ABOUT THIS TASK | Search the material for the word "ExtractionMethod" and copy each line that holds it.

DATA FOR THIS EXERCISE |
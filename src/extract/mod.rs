//! Extraction strategies and the shared job data model
//!
//! This module contains:
//! - The [`JobPosting`] record and [`ExtractionMethod`] tags
//! - Direct-API probing with an untyped JSON scanner
//! - JSON-LD structured data parsing
//! - Selector-chain HTML card parsing for listings and detail pages

pub mod api;
pub mod detail;
pub mod html;
pub mod json_scan;
pub mod structured;
pub mod text;
mod types;

pub use api::{api_candidates, extract_from_api};
pub use detail::{DetailFields, DetailParser};
pub use html::{HtmlExtractor, SelectorChain};
pub use json_scan::extract_jobs_from_json;
pub use structured::{extract_structured_jobs, normalize_location, normalize_salary};
pub use text::{collapse_whitespace, escape_html, strip_html};
pub use types::{is_blank, ExtractionMethod, ExtractionResult, JobPosting, NOT_SPECIFIED};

YOUR SOLUTION |
//! - The [`JobPosting`] record and [`ExtractionMethod`] tags
pub use types::{is_blank, ExtractionMethod, ExtractionResult, JobPosting, NOT_SPECIFIED};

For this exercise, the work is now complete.